子どもたちが家にいる時間が長くなりがちな夏休みですが、家の中には、子どもにとって事故に繋がる危険がいくつも潜んでいます。

なかでも死亡事故に直結するのが、ベランダや窓からの転落事故です。

今日は、相次ぐ幼児の転落事故について、その現状と対策についてお話ししたいと思います。

■低層階だから大丈夫…は危険! 2階からでも重症に

窓やベランダからの転落事故、どのくらいあると思いますか?

東京消防庁の発表によると、都内で発生した、5歳以下の子どもの住宅等の墜落事故は114人(平成23年〜平成27年の5年間)。

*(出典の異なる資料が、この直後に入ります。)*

//! Concurrent batch execution of transfers for async callers
//!
//! This module provides the `TransferBatch` struct, which runs many transfer
//! requests concurrently from async code without blocking the runtime.
//!
//! # Design
//!
//! Transfer strategies block on account locks, so every transfer runs on
//! tokio's blocking pool. A semaphore bounds how many run at once; the
//! default is one per CPU. All in-flight transfers share one cancellation
//! token, so [`TransferBatch::cancel`] interrupts every transfer still
//! waiting for a lock.
//!
//! # Architecture
//!
//! ```text
//! TransferBatch
//!     ├── Arc<Ledger>                 (account lookup)
//!     ├── Arc<dyn TransferStrategy>   (lock acquisition policy)
//!     ├── Arc<Semaphore>              (concurrency bound)
//!     └── CancellationToken           (shared interruption)
//! ```

use std::sync::Arc;

use futures::future::join_all;
use rust_decimal::Decimal;
use tokio::sync::Semaphore;
use tokio_util::sync::CancellationToken;

use crate::config::BatchConfig;
use crate::core::Ledger;
use crate::strategy::{TransferReport, TransferStrategy};
use crate::types::{AccountId, LedgerError};

/// One transfer to run as part of a batch
#[derive(Debug, Clone, Copy, PartialEq, Eq)]
pub struct TransferRequest {
    /// Account to debit
    pub from: AccountId,
    /// Account to credit
    pub to: AccountId,
    /// Amount to move
    pub amount: Decimal,
}

impl TransferRequest {
    /// Create a request
    pub fn new(from: AccountId, to: AccountId, amount: Decimal) -> Self {
        Self { from, to, amount }
    }
}

/// Result of running a single transfer request
///
/// Contains the original request and the result of running it.
#[derive(Debug, Clone, PartialEq)]
pub struct TransferResult {
    /// The request that was run
    pub request: TransferRequest,

    /// The report, or the error that prevented the transfer from running
    pub result: Result<TransferReport, LedgerError>,
}

/// Runs batches of transfers on the blocking pool with bounded parallelism
///
/// `TransferBatch` is cloneable; clones share the semaphore and the
/// cancellation token.
#[derive(Clone)]
pub struct TransferBatch {
    ledger: Arc<Ledger>,
    strategy: Arc<dyn TransferStrategy>,
    permits: Arc<Semaphore>,
    cancel: CancellationToken,
}

impl TransferBatch {
    /// Create a new TransferBatch
    ///
    /// # Arguments
    ///
    /// * `ledger` - Registry used to resolve account IDs
    /// * `strategy` - Strategy every transfer runs under
    /// * `config` - Batch settings; `max_concurrent` bounds parallel transfers
    pub fn new(
        ledger: Arc<Ledger>,
        strategy: Arc<dyn TransferStrategy>,
        config: &BatchConfig,
    ) -> Self {
        Self {
            ledger,
            strategy,
            permits: Arc::new(Semaphore::new(config.max_concurrent.max(1))),
            cancel: CancellationToken::new(),
        }
    }

    /// Interrupt every transfer of this batch that is still waiting
    ///
    /// Transfers started after cancellation report `Interrupted` immediately.
    pub fn cancel(&self) {
        self.cancel.cancel();
    }

    /// Whether [`cancel`](Self::cancel) has been called
    pub fn is_cancelled(&self) -> bool {
        self.cancel.is_cancelled()
    }

    /// Run a single request on the blocking pool
    ///
    /// # Errors
    ///
    /// Returns `AccountNotFound` for unknown IDs, any error the strategy
    /// reports, or `ExecutorStopped` if the runtime is shutting down.
    pub async fn process_one(
        &self,
        request: TransferRequest,
    ) -> Result<TransferReport, LedgerError> {
        let from = self.ledger.get(request.from)?;
        let to = self.ledger.get(request.to)?;

        let _permit = Arc::clone(&self.permits)
            .acquire_owned()
            .await
            .map_err(|_| LedgerError::ExecutorStopped)?;

        let strategy = Arc::clone(&self.strategy);
        let cancel = self.cancel.clone();
        let transfer = move || strategy.transfer(&from, &to, request.amount, &cancel);
        tokio::task::spawn_blocking(transfer)
            .await
            .map_err(|err| {
                tracing::error!(error = %err, "transfer task failed");
                LedgerError::ExecutorStopped
            })?
    }

    /// Run a batch of requests concurrently
    ///
    /// # Returns
    ///
    /// One `TransferResult` per request, in request order. Failures are
    /// captured per request and do not stop the rest of the batch.
    pub async fn process_batch(&self, requests: Vec<TransferRequest>) -> Vec<TransferResult> {
        let tasks = requests.into_iter().map(|request| async move {
            let result = self.process_one(request).await;
            TransferResult { request, result }
        });

        let results = join_all(tasks).await;
        tracing::debug!(
            strategy = self.strategy.name(),
            transfers = results.len(),
            "batch processed"
        );
        results
    }
}

impl std::fmt::Debug for TransferBatch {
    fn fmt(&self, f: &mut std::fmt::Formatter<'_>) -> std::fmt::Result {
        f.debug_struct("TransferBatch")
            .field("strategy", &self.strategy.name())
            .field("available_permits", &self.permits.available_permits())
            .field("cancelled", &self.cancel.is_cancelled())
            .finish()
    }
}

4歳男児がマンション3階のベランダから転落したり、2歳男児がベッドで遊んでいたところベッド脇の窓から転落したりなど、家具や植木鉢などを踏み台にして窓やベランダから転落する事故が後を絶ちません。

なかでも2歳児の事故が1番多く45.6%と約半数のお子さんが「生命の危険が強いとされる重症以上」にという結果も。

「でも、我が家は2階建てだから……」と安心してはいけません。

2階からの転落でも、22人が重症以上と診断され、また階数の違いによる転落事故数は2階からの転落が64%と最も多くなっているのです。

これは、「低層階だから大丈夫」という気のゆるみから来るものかもしれません。

■「手すり」の法律規制は、ユルユル?

これだけ多い転落事故ですが、法律はどのようになっているのでしょうか?

現在の建築基準法では、3階以上の建物やマンションなどのベランダの手すりについて、その高さを1.1m以上とする規定がありますが、2階建ての戸建て住宅の場合は、ベランダの手すりの規定はありません。

ベランダの手すりについては、“高さ”以外のこまかな規定は一切なく、設計者や販売業者が自主的に安全対策を取っているのが現状なのです。

マンションや戸建て住宅を購入するときは、ベランダやバルコニーの安全性をしっかり自分でチェックする必要があります。

また、2階以上の窓ですが、こちらも落下防止のための手すりを付ける規定はありません。

しかし「品確法」という“任意”の法律があり、そこで窓における落下防止のための効果的な手すりの設置方法を規定しています。

窓に手すりをつけたい場合は、こちらの数値を参考にするとよいでしょう。

■今すぐ確認して! わが家の安全対策10カ条

法律にも規定がない落下防止策。

子どもの事故防止のためには、自分で自宅の安全対策を取らなければなりません。

1、子どもの手が届かない位置に補助鍵を付けたり、一定以上窓が開かないようにするロックをつける。
2、窓際にはベビーベッドやソファー、家具を置かない
3、子どもたちだけにして外出したり、子どもを1人にしない。子どもと離れるときは、窓の鍵をかける
4、ベランダには植木鉢や段ボールなど、足がかりになるものを置かない
5、子どもにベランダの危険を教え、ベランダで遊ばせない
6、足がかりにならないよう、室外機などの設備機器の位置を考えて配置する。
7、ベランダには屋外用の椅子やテーブルを置かない。
8、手すりがぐらついていないか、確認する。
9、手すりの柵と柵の間が10cm以下か確認する(子どもの頭が通れば、落下してしまう)
10、ベランダに不要なものや物置を置かない



いかがでしたか?

子どもは日々成長し、好奇心とともに行動範囲も日々広がっていきます。昨日まで上れなかった場所に、今日は上がっているかもしれません。

子どもの安全対策に「やりすぎ」ということはありません。

自宅に潜む危険を回避し、楽しい夏休みにしたいものですね。